Chronically elevated FPG is a primary indicator of diabetes, making it an important barometer of the progression of impaired glucose metabolism. In this paper, we attempted to replicate, in nearly 1,000 African-Americans, significant GWAS loci for FPG in populations of predominantly European ancestry. In light of well-reported increased genetic diversity in populations with African ancestry [9, 10], our replication strategy not only focused on the reported SNPs but also included querying variants in LD with the reported SNPs.
We focused our replication analysis on the MAGIC study of over 122,000 participants to identify FPG-associated SNPs shared across ethnically diverse populations. In addition, we included SNPs from prior GWASs of FPG to add breadth to our replication pool, keeping in mind that potential differences in susceptibility loci between populations may exist . Of the 12 SNPs reported by the MAGIC study that were directly testable in our African-American cohort, we replicated three SNPs within DGKB-TMEM195, TCF7L2 and SLC30A8. We also replicated SNPs in ZMAT4, which encodes a zinc finger, matrin type 4 protein identified in previous GWASs but not replicated in the MAGIC meta-analysis. Using the local (LD-based) replication strategy, we replicated additional SNPs in or near previously reported genes, including the insulin receptor substrate 1 gene.

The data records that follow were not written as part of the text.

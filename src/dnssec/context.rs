use chrono::{DateTime, Duration, Utc};

use super::constants::{MAX_NSEC3_ITERATIONS, NSEC3_HASH_SHA1};
use super::errors::{DnsSecError, Result};
use super::{DnsSecAlgorithm, ZonemdHash};
use crate::dns::Nsec3Param;

/// NSEC3 chain parameters
#[derive(Debug, Clone, PartialEq, Eq)]
pub struct Nsec3Params {
    pub hash_algorithm: u8,
    pub iterations: u16,
    pub salt: Vec<u8>,
    /// Leave insecure delegations out of the chain and set the Opt-Out flag
    pub opt_out: bool,
}

impl Default for Nsec3Params {
    /// RFC 9276 recommendation: SHA-1, no extra iterations, empty salt
    fn default() -> Self {
        Self {
            hash_algorithm: NSEC3_HASH_SHA1,
            iterations: 0,
            salt: Vec::new(),
            opt_out: false,
        }
    }
}

impl Nsec3Params {
    /// Flags field of the NSEC3 records
    pub fn flags(&self) -> u8 {
        if self.opt_out {
            crate::dns::Nsec3::OPT_OUT
        } else {
            0
        }
    }

    /// The NSEC3PARAM record announcing this chain. Its flags are always
    /// zero (RFC 5155 section 4.1.2).
    pub fn to_nsec3param(&self) -> Nsec3Param {
        Nsec3Param {
            hash_algorithm: self.hash_algorithm,
            flags: 0,
            iterations: self.iterations,
            salt: self.salt.clone(),
        }
    }

    pub fn validate(&self) -> Result<()> {
        if self.hash_algorithm != NSEC3_HASH_SHA1 {
            return Err(DnsSecError::InvalidNsec3Parameters(format!(
                "unknown hash algorithm {}",
                self.hash_algorithm
            )));
        }
        if self.iterations > MAX_NSEC3_ITERATIONS {
            return Err(DnsSecError::InvalidNsec3Parameters(format!(
                "{} iterations exceeds the maximum of {}",
                self.iterations, MAX_NSEC3_ITERATIONS
            )));
        }
        if self.salt.len() > 255 {
            return Err(DnsSecError::InvalidNsec3Parameters(
                "salt longer than 255 octets".to_string(),
            ));
        }
        Ok(())
    }
}

/// Authenticated denial of existence scheme
#[derive(Debug, Clone, PartialEq, Eq, Default)]
pub enum DenialMode {
    #[default]
    Nsec,
    Nsec3(Nsec3Params),
}

/// Parameters of one signing run
#[derive(Debug, Clone)]
pub struct SigningContext {
    /// Signature inception, seconds since the epoch
    pub inception: u32,
    /// Signature expiration, seconds since the epoch
    pub expiration: u32,
    pub algorithm: DnsSecAlgorithm,
    pub denial: DenialMode,
    /// TTL of the DNSKEY RRset; the SOA TTL when unset
    pub dnskey_ttl: Option<u32>,
    /// Sign the DNSKEY RRset with the ZSK as well as the KSK
    pub sign_dnskey_with_zsk: bool,
    /// Add a ZONEMD record with this hash
    pub zonemd: Option<ZonemdHash>,
    /// Upper bound on concurrent signing operations
    pub workers: usize,
}

impl SigningContext {
    pub fn new(
        algorithm: DnsSecAlgorithm,
        denial: DenialMode,
        inception: u32,
        expiration: u32,
    ) -> Self {
        Self {
            inception,
            expiration,
            algorithm,
            denial,
            dnskey_ttl: None,
            sign_dnskey_with_zsk: false,
            zonemd: None,
            workers: default_workers(),
        }
    }

    /// Signatures valid from `now` for `days` days
    pub fn with_validity(
        algorithm: DnsSecAlgorithm,
        denial: DenialMode,
        now: DateTime<Utc>,
        days: u32,
    ) -> Result<Self> {
        let expiration = now + Duration::days(i64::from(days));
        let inception = u32::try_from(now.timestamp())
            .map_err(|_| DnsSecError::InvalidValidity(format!("inception {} out of range", now)))?;
        let expiration = u32::try_from(expiration.timestamp()).map_err(|_| {
            DnsSecError::InvalidValidity(format!("expiration {} out of range", expiration))
        })?;
        Ok(Self::new(algorithm, denial, inception, expiration))
    }

    pub fn validate(&self) -> Result<()> {
        if self.expiration <= self.inception {
            return Err(DnsSecError::InvalidValidity(format!(
                "expiration {} is not after inception {}",
                self.expiration, self.inception
            )));
        }
        if !self.algorithm.can_sign() {
            return Err(DnsSecError::UnsupportedAlgorithm(self.algorithm.to_u8()));
        }
        if let DenialMode::Nsec3(params) = &self.denial {
            params.validate()?;
        }
        Ok(())
    }
}

pub(crate) fn default_workers() -> usize {
    std::thread::available_parallelism()
        .map(|n| n.get())
        .unwrap_or(4)
}
use crate::infra::AppState;
use axum::http::{header, StatusCode};
use axum::response::IntoResponse;
use axum::Extension;
use axum::Json;
use serde_json::json;
use std::sync::Arc;
use tour_pricing::booking::{
    booking_router, BookingIntakeService, BookingNotifier, BookingRepository,
};
use tour_pricing::catalog::TourCatalog;

pub(crate) fn with_booking_routes<C, R, N>(
    service: Arc<BookingIntakeService<C, R, N>>,
) -> axum::Router
where
    C: TourCatalog + 'static,
    R: BookingRepository + 'static,
    N: BookingNotifier + 'static,
{
    booking_router(service)
        .route("/health", axum::routing::get(healthcheck))
        .route("/ready", axum::routing::get(readiness_endpoint))
        .route("/metrics", axum::routing::get(metrics_endpoint))
}

pub(crate) async fn healthcheck() -> Json<serde_json::Value> {
    Json(json!({ "status": "ok" }))
}

pub(crate) async fn readiness_endpoint(Extension(state): Extension<AppState>) -> impl IntoResponse {
    let ready = state.readiness.load(std::sync::atomic::Ordering::Relaxed);
    let status = if ready {
        StatusCode::OK
    } else {
        StatusCode::SERVICE_UNAVAILABLE
    };

    let payload = if ready {
        json!({ "status": "ready" })
    } else {
        json!({ "status": "initializing" })
    };

    (status, Json(payload))
}

pub(crate) async fn metrics_endpoint(Extension(state): Extension<AppState>) -> impl IntoResponse {
    (
        StatusCode::OK,
        [(header::CONTENT_TYPE, "text/plain; version=0.0.4")],
        state.metrics.render(),
    )
}
use std::collections::BTreeMap;
use std::sync::atomic::{AtomicU64, Ordering};
use std::sync::Arc;

use chrono::Utc;
use rust_decimal::Decimal;
use rust_decimal_macros::dec;
use tracing::{info, warn};

use super::contact::{sanitize_contact, ContactViolation};
use super::domain::{BookingId, BookingRecord, BookingStatus, BookingSubmission};
use super::repository::{BookingNotification, BookingNotifier, BookingRepository, RepositoryError};
use crate::catalog::{CatalogError, TourCatalog, TourId};
use crate::pricing::{evaluate, PricingError, PricingResult, TourPricingConfig};

/// Largest accepted gap between a client-submitted total and the recomputed one.
pub const DEFAULT_PRICE_TOLERANCE: Decimal = dec!(0.01);

/// Intake rules that are configured per deployment.
#[derive(Debug, Clone, Copy, PartialEq, Eq)]
pub struct IntakePolicy {
    pub price_tolerance: Decimal,
}

impl Default for IntakePolicy {
    fn default() -> Self {
        Self {
            price_tolerance: DEFAULT_PRICE_TOLERANCE,
        }
    }
}

/// Service composing the tour catalog, pricing evaluator, booking repository, and notifier.
pub struct BookingIntakeService<C, R, N> {
    catalog: Arc<C>,
    repository: Arc<R>,
    notifier: Arc<N>,
    policy: IntakePolicy,
}

static BOOKING_SEQUENCE: AtomicU64 = AtomicU64::new(1);

fn next_booking_id() -> BookingId {
    let id = BOOKING_SEQUENCE.fetch_add(1, Ordering::Relaxed);
    BookingId(format!("bk-{id:06}"))
}

impl<C, R, N> BookingIntakeService<C, R, N>
where
    C: TourCatalog + 'static,
    R: BookingRepository + 'static,
    N: BookingNotifier + 'static,
{
    pub fn new(catalog: Arc<C>, repository: Arc<R>, notifier: Arc<N>, policy: IntakePolicy) -> Self {
        Self {
            catalog,
            repository,
            notifier,
            policy,
        }
    }

    pub fn policy(&self) -> IntakePolicy {
        self.policy
    }

    /// Price a prospective booking without storing anything.
    pub fn preview(
        &self,
        tour_id: TourId,
        participants: i64,
    ) -> Result<PricingResult, BookingError> {
        let config = self.pricing_config(tour_id)?;
        let result = evaluate(&config, participants)?;
        Ok(result)
    }

    /// Verify a submission against the tour's current pricing and store it.
    ///
    /// The stored total is always the recomputed one; a submitted total outside the
    /// tolerance is rejected rather than corrected.
    pub fn submit(&self, submission: BookingSubmission) -> Result<BookingRecord, BookingError> {
        let BookingSubmission {
            tour_id,
            participants,
            total_price,
            contact,
        } = submission;

        let contact = sanitize_contact(contact)?;
        let config = self.pricing_config(tour_id)?;
        let pricing = evaluate(&config, participants)?;

        // an out-of-range submitted total cannot be within tolerance of any real price
        let within_tolerance = total_price
            .checked_sub(pricing.total_price)
            .is_some_and(|gap| gap.abs() <= self.policy.price_tolerance);
        if !within_tolerance {
            warn!(
                %tour_id,
                participants,
                submitted = %total_price,
                expected = %pricing.total_price,
                "rejecting booking with mismatched total"
            );
            return Err(BookingError::PriceMismatch {
                submitted: total_price,
                expected: pricing.total_price,
            });
        }

        let record = BookingRecord {
            booking_id: next_booking_id(),
            tour_id,
            contact,
            status: BookingStatus::Pending,
            pricing,
            pricing_version: config.version,
            created_at: Utc::now(),
        };

        let stored = self.repository.insert(record)?;
        info!(
            booking_id = %stored.booking_id.0,
            %tour_id,
            participants = stored.pricing.participants,
            total = %stored.total_price(),
            "booking stored"
        );

        self.dispatch_confirmation(&stored);
        Ok(stored)
    }

    /// Fetch a stored booking for API responses.
    pub fn get(&self, booking_id: &BookingId) -> Result<BookingRecord, BookingError> {
        let record = self
            .repository
            .fetch(booking_id)?
            .ok_or(RepositoryError::NotFound)?;
        Ok(record)
    }

    fn pricing_config(&self, tour_id: TourId) -> Result<TourPricingConfig, BookingError> {
        self.catalog
            .pricing_config(tour_id)?
            .ok_or(BookingError::TourNotFound(tour_id))
    }

    fn dispatch_confirmation(&self, record: &BookingRecord) {
        let mut details = BTreeMap::new();
        details.insert("tour_id".to_string(), record.tour_id.to_string());
        details.insert(
            "participants".to_string(),
            record.pricing.participants.to_string(),
        );
        details.insert(
            "total_price".to_string(),
            record.pricing.display().total_price.to_string(),
        );
        if let Some(date) = record.contact.preferred_date {
            details.insert("preferred_date".to_string(), date.to_string());
        }

        let notification = BookingNotification {
            template: "booking_received".to_string(),
            booking_id: record.booking_id.clone(),
            recipient: record.contact.email.clone(),
            details,
        };

        if let Err(err) = self.notifier.notify(notification) {
            warn!(booking_id = %record.booking_id.0, error = %err, "booking confirmation not sent");
        }
    }
}

/// Error raised by the booking intake service.
#[derive(Debug, thiserror::Error)]
pub enum BookingError {
    #[error(transparent)]
    InvalidContact(#[from] ContactViolation),
    #[error("tour {0} does not exist")]
    TourNotFound(TourId),
    #[error(transparent)]
    Pricing(#[from] PricingError),
    #[error("submitted total {submitted} does not match the tour price {expected}")]
    PriceMismatch { submitted: Decimal, expected: Decimal },
    #[error(transparent)]
    Catalog(#[from] CatalogError),
    #[error(transparent)]
    Repository(#[from] RepositoryError),
}

impl BookingError {
    pub fn kind(&self) -> &'static str {
        match self {
            BookingError::InvalidContact(_) => "invalid_contact",
            BookingError::TourNotFound(_) => "tour_not_found",
            BookingError::Pricing(err) => err.kind(),
            BookingError::PriceMismatch { .. } => "price_mismatch",
            BookingError::Repository(RepositoryError::NotFound) => "not_found",
            BookingError::Catalog(_) | BookingError::Repository(_) => "internal",
        }
    }
}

Interestingly, comparison of the LD structure in HUFS to HapMap reference samples CEU and YRI supports the utility of African-American population samples in refining association loci. For example, the covariance matrix generated for the local replication of rs625643 spans 40 kb and includes 16 SNPs. In HapMap CEU, nearly the entire region is in moderate LD, whereas in HapMap YRI two distinct LD blocks are observed (ESM Fig. 2) and lower (on average) r
2 values are observed between rs625643 and downstream SNPs (0.78 for CEU and 0.5 for YRI). As expected, African-American samples (i.e. HapMap African Ancestry in Southwest, USA [ASW] and this study HUFS) show an LD structure intermediate to CEU and YRI (ESM Fig. 3 and ESM Fig. 2). Furthermore, given the association signals in HUFS, a case can be made for a narrowing of the region of interest from 40 kb to 3 kb between the locally replicated SNP rs671431 and the original discovery SNP (ESM Fig. 3).

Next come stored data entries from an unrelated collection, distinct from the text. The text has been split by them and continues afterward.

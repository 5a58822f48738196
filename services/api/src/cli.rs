use crate::quote::{run_quote, QuoteArgs};
use crate::server;
use clap::{Args, Parser, Subcommand};
use tour_pricing::error::AppError;

#[derive(Parser, Debug)]
#[command(
    name = "Tour Pricing Service",
    about = "Serve tour pricing previews and booking intake, or quote a tour from the command line",
    version
)]
struct Cli {
    #[command(subcommand)]
    command: Option<Command>,
}

#[derive(Subcommand, Debug)]
enum Command {
    /// Start the HTTP service (default command)
    Serve(ServeArgs),
    /// Price a tour for a participant count without starting the server
    Quote(QuoteArgs),
}

#[derive(Args, Debug, Default)]
pub(crate) struct ServeArgs {
    /// Override the configured host for the HTTP server
    #[arg(long)]
    pub(crate) host: Option<String>,
    /// Override the configured port for the HTTP server
    #[arg(long)]
    pub(crate) port: Option<u16>,
}

pub(crate) async fn run() -> Result<(), AppError> {
    let cli = Cli::parse();
    let command = cli
        .command
        .unwrap_or_else(|| Command::Serve(ServeArgs::default()));

    match command {
        Command::Serve(args) => server::run(args).await,
        Command::Quote(args) => run_quote(args),
    }
}

#[cfg(test)]
mod tests {
    use super::*;

    #[test]
    fn defaults_to_serve_without_subcommand() {
        let cli = Cli::try_parse_from(["tour-pricing-api"]).expect("parses");
        assert!(cli.command.is_none());
    }

    #[test]
    fn quote_accepts_negative_participant_counts() {
        let cli = Cli::try_parse_from([
            "tour-pricing-api",
            "quote",
            "--tour-id",
            "2",
            "--participants",
            "-3",
        ])
        .expect("parses");

        match cli.command {
            Some(Command::Quote(args)) => {
                assert_eq!(args.tour_id, 2);
                assert_eq!(args.participants, -3);
                assert!(args.catalog.is_none());
            }
            other => panic!("expected quote command, got {other:?}"),
        }
    }
}
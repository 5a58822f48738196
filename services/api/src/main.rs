use tour_pricing_api::run;

#[tokio::main]
async fn main() {
    if let Err(err) = run().await {
        eprintln!("application error: {err}");
        std::process::exit(1);
    }
}
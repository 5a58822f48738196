//! Read-only access to tour pricing configuration.

mod import;

pub use import::{CatalogImportError, ImportOptions, TourCatalogImporter};

use serde::{Deserialize, Serialize};

use crate::pricing::TourPricingConfig;

/// Identifier of a tour in the catalog.
#[derive(Debug, Clone, Copy, PartialEq, Eq, Hash, PartialOrd, Ord, Serialize, Deserialize)]
#[serde(transparent)]
pub struct TourId(pub u64);

impl std::fmt::Display for TourId {
    fn fmt(&self, f: &mut std::fmt::Formatter<'_>) -> std::fmt::Result {
        write!(f, "{}", self.0)
    }
}

/// A tour as published in the catalog, with the pricing configuration it sells under.
#[derive(Debug, Clone, PartialEq, Eq)]
pub struct TourListing {
    pub tour_id: TourId,
    pub name: String,
    pub pricing: TourPricingConfig,
}

/// Source of pricing configuration, implemented by the storage layer.
pub trait TourCatalog: Send + Sync {
    fn pricing_config(&self, tour_id: TourId) -> Result<Option<TourPricingConfig>, CatalogError>;
}

#[derive(Debug, thiserror::Error)]
pub enum CatalogError {
    #[error("tour catalog unavailable: {0}")]
    Unavailable(String),
}
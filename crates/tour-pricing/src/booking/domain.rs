use chrono::{DateTime, NaiveDate, Utc};
use rust_decimal::Decimal;
use serde::{Deserialize, Serialize};

use crate::catalog::TourId;
use crate::pricing::PricingResult;

/// Identifier wrapper for stored bookings.
#[derive(Debug, Clone, PartialEq, Eq, Hash, Serialize, Deserialize)]
#[serde(transparent)]
pub struct BookingId(pub String);

/// Booking request as submitted by the booking form.
///
/// `total_price` is whatever the client computed and is verified before anything is stored.
#[derive(Debug, Clone, PartialEq, Eq)]
pub struct BookingSubmission {
    pub tour_id: TourId,
    pub participants: i64,
    pub total_price: Decimal,
    pub contact: ContactDetails,
}

/// Contact fields collected alongside a booking.
#[derive(Debug, Clone, PartialEq, Eq, Serialize, Deserialize)]
#[serde(rename_all = "camelCase")]
pub struct ContactDetails {
    pub name: String,
    pub email: String,
    #[serde(default)]
    pub phone: Option<String>,
    #[serde(default)]
    pub preferred_date: Option<NaiveDate>,
    #[serde(default)]
    pub notes: Option<String>,
}

#[derive(Debug, Clone, Copy, PartialEq, Eq, Serialize, Deserialize)]
#[serde(rename_all = "snake_case")]
pub enum BookingStatus {
    Pending,
}

impl BookingStatus {
    pub const fn label(self) -> &'static str {
        match self {
            BookingStatus::Pending => "pending",
        }
    }
}

/// Persisted booking. `pricing` is the server-side evaluation that justified it.
#[derive(Debug, Clone, PartialEq, Eq, Serialize, Deserialize)]
pub struct BookingRecord {
    pub booking_id: BookingId,
    pub tour_id: TourId,
    pub contact: ContactDetails,
    pub status: BookingStatus,
    pub pricing: PricingResult,
    pub pricing_version: u32,
    pub created_at: DateTime<Utc>,
}

impl BookingRecord {
    pub fn total_price(&self) -> Decimal {
        self.pricing.total_price
    }

    pub fn view(&self) -> BookingView {
        BookingView {
            booking_id: self.booking_id.clone(),
            tour_id: self.tour_id,
            status: self.status.label(),
            participants: self.pricing.participants,
            total_price: self.pricing.display().total_price,
            pricing_version: self.pricing_version,
            created_at: self.created_at,
        }
    }
}

/// Public representation of a booking returned by the API.
#[derive(Debug, Clone, Serialize)]
#[serde(rename_all = "camelCase")]
pub struct BookingView {
    pub booking_id: BookingId,
    pub tour_id: TourId,
    pub status: &'static str,
    pub participants: u32,
    pub total_price: Decimal,
    pub pricing_version: u32,
    pub created_at: DateTime<Utc>,
}
use rust_decimal_macros::dec;
use tour_pricing::catalog::{CatalogImportError, ImportOptions, TourCatalogImporter, TourId};
use tour_pricing::pricing::{evaluate, ConfigViolation, PricingPolicy};

const HEADER: &str = "tour_id,name,base_price,pricing_policy,min_participants,max_participants,bulk_discount_threshold,bulk_discount_percentage,group_required_min,group_required_max,version\n";

fn catalog(rows: &str) -> String {
    format!("{HEADER}{rows}")
}

#[test]
fn imported_catalog_prices_each_policy() {
    let csv = catalog(
        "1,Old Town Walk,45.00,fixed,1,20,,,,,3\n\
2,Harbour Kayak,100.00,bulk_discount,1,30,6,10,,,1\n\
3,Vineyard Tasting,120.00,group_required,1,20,,,8,15,2\n",
    );

    let listings = TourCatalogImporter::from_reader(csv.as_bytes(), ImportOptions::default())
        .expect("catalog imports");
    assert_eq!(listings.len(), 3);

    let kayak = listings
        .iter()
        .find(|listing| listing.tour_id == TourId(2))
        .expect("kayak tour imported");
    assert_eq!(
        kayak.pricing.policy,
        PricingPolicy::BulkDiscount {
            threshold: 6,
            percentage: dec!(10)
        }
    );
    let quote = evaluate(&kayak.pricing, 8).expect("kayak tour prices");
    assert_eq!(quote.total_price, dec!(720));

    let tasting = listings
        .iter()
        .find(|listing| listing.tour_id == TourId(3))
        .expect("tasting imported");
    assert_eq!(tasting.pricing.version, 2);
    assert!(evaluate(&tasting.pricing, 7).is_err());
}

#[test]
fn unknown_policy_is_rejected_in_strict_mode() {
    let csv = catalog("9,Mystery Tour,60.00,surge,1,10,,,,,1\n");

    let lenient = TourCatalogImporter::from_reader(csv.as_bytes(), ImportOptions::default())
        .expect("lenient import succeeds");
    assert_eq!(lenient[0].pricing.policy, PricingPolicy::Fixed);

    let strict = TourCatalogImporter::from_reader(
        csv.as_bytes(),
        ImportOptions {
            strict_policies: true,
        },
    );
    match strict {
        Err(CatalogImportError::InvalidConfig {
            tour_id,
            source: ConfigViolation::UnknownPolicy(policy),
        }) => {
            assert_eq!(tour_id, TourId(9));
            assert_eq!(policy, "surge");
        }
        other => panic!("expected unknown policy error, got {other:?}"),
    }
}

#[test]
fn inverted_participant_bounds_fail_the_import() {
    let csv = catalog("4,Backwards Tour,50.00,fixed,12,4,,,,,1\n");

    match TourCatalogImporter::from_reader(csv.as_bytes(), ImportOptions::default()) {
        Err(CatalogImportError::InvalidConfig { tour_id, source }) => {
            assert_eq!(tour_id, TourId(4));
            assert!(matches!(
                source,
                ConfigViolation::InvalidParticipantBounds { min: 12, max: 4 }
            ));
        }
        other => panic!("expected invalid config, got {other:?}"),
    }
}

#[test]
fn bundled_sample_catalog_imports_cleanly() {
    let path = std::path::Path::new(env!("CARGO_MANIFEST_DIR")).join("../../data/tours.csv");
    let listings = TourCatalogImporter::from_path(
        path,
        ImportOptions {
            strict_policies: true,
        },
    )
    .expect("sample catalog imports");

    assert_eq!(listings.len(), 4);
    let crawl = listings
        .iter()
        .find(|listing| listing.tour_id == TourId(4))
        .expect("food crawl imported");
    let quote = evaluate(&crawl.pricing, 8).expect("food crawl prices");
    assert_eq!(quote.price_per_person, dec!(56.4375));
    assert_eq!(quote.display().total_price.to_string(), "451.50");
}
use crate::config::{LogFormat, TelemetryConfig};
use std::fmt;
use tracing_subscriber::filter::ParseError;
use tracing_subscriber::EnvFilter;

#[derive(Debug)]
pub enum TelemetryError {
    EnvFilter { value: String, source: ParseError },
    Subscriber(Box<dyn std::error::Error + Send + Sync>),
}

impl fmt::Display for TelemetryError {
    fn fmt(&self, f: &mut fmt::Formatter<'_>) -> fmt::Result {
        match self {
            TelemetryError::EnvFilter { value, .. } => {
                write!(
                    f,
                    "invalid log level/filter '{}': unable to build EnvFilter",
                    value
                )
            }
            TelemetryError::Subscriber(err) => write!(f, "telemetry error: {err}"),
        }
    }
}

impl std::error::Error for TelemetryError {
    fn source(&self) -> Option<&(dyn std::error::Error + 'static)> {
        match self {
            TelemetryError::EnvFilter { source, .. } => Some(source),
            TelemetryError::Subscriber(err) => Some(&**err),
        }
    }
}

/// Install the global subscriber. `RUST_LOG` wins over the configured level.
pub fn init(config: &TelemetryConfig) -> Result<(), TelemetryError> {
    let env_filter = build_filter(config)?;
    let builder = tracing_subscriber::fmt()
        .with_env_filter(env_filter)
        .with_target(false)
        .with_ansi(false);

    match config.log_format {
        LogFormat::Compact => builder.compact().try_init(),
        LogFormat::Json => builder.json().flatten_event(true).try_init(),
    }
    .map_err(TelemetryError::Subscriber)
}

fn build_filter(config: &TelemetryConfig) -> Result<EnvFilter, TelemetryError> {
    match EnvFilter::try_from_default_env() {
        Ok(filter) => Ok(filter),
        Err(_) => {
            EnvFilter::try_new(&config.log_level).map_err(|source| TelemetryError::EnvFilter {
                value: config.log_level.clone(),
                source,
            })
        }
    }
}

We acknowledge the fluid interpretation of r
2 values within the context of establishing variants in LD with each other as well as the concern of being overly conservative in our correction for multiple comparisons. At an r
2 ≥ 0.3, we attempted to first capture a significant portion of SNPs in LD within the reference sample while maintaining confidence in the ability of related SNPs to serve as proxies . In addition, a blanket search window of 500 kb would allow for capture of some unique characteristics of LD and long-range LD associated with admixed populations such as African-Americans . To address the burden of potentially overcorrecting for multiple comparisons, our Bonferroni correction strategy was based on the estimation of effective degrees of freedom , which provides an analysis of covariance among HUFS SNPs in the extracted LD block that was based on CEU HapMap samples. We feel this approach better describes the relationship of SNPs in LD within the queried window instead of assuming the very conservative approach of independent effects for all tested SNPs.

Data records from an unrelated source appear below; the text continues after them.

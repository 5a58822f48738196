use serde_json::{json, Map, Value};

use super::config::ConfigViolation;

/// Deterministic evaluation failures; each carries the bound that was violated.
#[derive(Debug, Clone, PartialEq, Eq, thiserror::Error)]
pub enum PricingError {
    #[error("participants must be a positive whole number ({reason})")]
    InvalidInput { reason: String },
    #[error("this tour accepts between {min} and {max} participants (requested {requested})")]
    ParticipantsOutOfRange { min: u32, max: u32, requested: i64 },
    #[error("this tour requires a group of at least {min_required} participants (requested {requested})")]
    GroupMinNotMet { min_required: u32, requested: u32 },
    #[error("this tour accepts groups of at most {max_allowed} participants (requested {requested})")]
    GroupMaxExceeded { max_allowed: u32, requested: u32 },
    #[error("tour pricing configuration is invalid: {0}")]
    InvalidConfiguration(#[from] ConfigViolation),
    #[error("price computation overflowed for {participants} participants")]
    Overflow { participants: u32 },
}

impl PricingError {
    pub const fn kind(&self) -> &'static str {
        match self {
            PricingError::InvalidInput { .. } => "invalid_input",
            PricingError::ParticipantsOutOfRange { .. } => "participants_out_of_range",
            PricingError::GroupMinNotMet { .. } => "group_min_not_met",
            PricingError::GroupMaxExceeded { .. } => "group_max_exceeded",
            PricingError::InvalidConfiguration(_) => "invalid_configuration",
            PricingError::Overflow { .. } => "overflow",
        }
    }

    /// Violated bounds, keyed the way API clients render them.
    pub fn bounds(&self) -> Map<String, Value> {
        let value = match self {
            PricingError::ParticipantsOutOfRange {
                min,
                max,
                requested,
            } => json!({
                "minParticipants": min,
                "maxParticipants": max,
                "requested": requested,
            }),
            PricingError::GroupMinNotMet {
                min_required,
                requested,
            } => json!({ "minRequired": min_required, "requested": requested }),
            PricingError::GroupMaxExceeded {
                max_allowed,
                requested,
            } => json!({ "maxAllowed": max_allowed, "requested": requested }),
            PricingError::InvalidInput { .. }
            | PricingError::InvalidConfiguration(_)
            | PricingError::Overflow { .. } => json!({}),
        };

        match value {
            Value::Object(map) => map,
            _ => Map::new(),
        }
    }
}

We also acknowledge the limitation of our study of about 1,000 participants to detect some of the very small effect sizes reported by the MAGIC study, which included more than 122,000 participants. However, this study had over 80% power to replicate similar effect sizes for 10 of the 14 SNPs reported by the MAGIC study (ESM Table 3); this is evident in this study’s ability to replicate several of the published GWAS variants for FPG. We caution that lack of replication in this study may be due to limited sample size, differences in effect sizes calculated for SNPs and difference in allele frequency between populations of European and African ancestries.
The need for understanding differential susceptibility to diseases at the population level makes the identification of risk factors for diabetes and its indicators, including FPG, particularly important in the African-American community and other ethnic groups, given their disproportionate rate of morbidity and mortality from diabetes and associated complications. Unfortunately and for multiple reasons, the majority of GWASs aimed at identifying genetic variants associated with FPG and diabetes have so far focused predominantly on individuals of European ancestry. While the results from these studies provided tremendous insight into the genetic architecture of the disease, recent studies of non-European populations have shown utility in expanding the breadth of populations studied. Specifically, studies in East Asians allowed for a ‘wider net’ to be cast in the identification of type 2 diabetes susceptibility variants [4, 11]. The present study’s focus on individuals self-identified as African-Americans not only widens the net but also underscores the need for directed investigation of under-represented populations.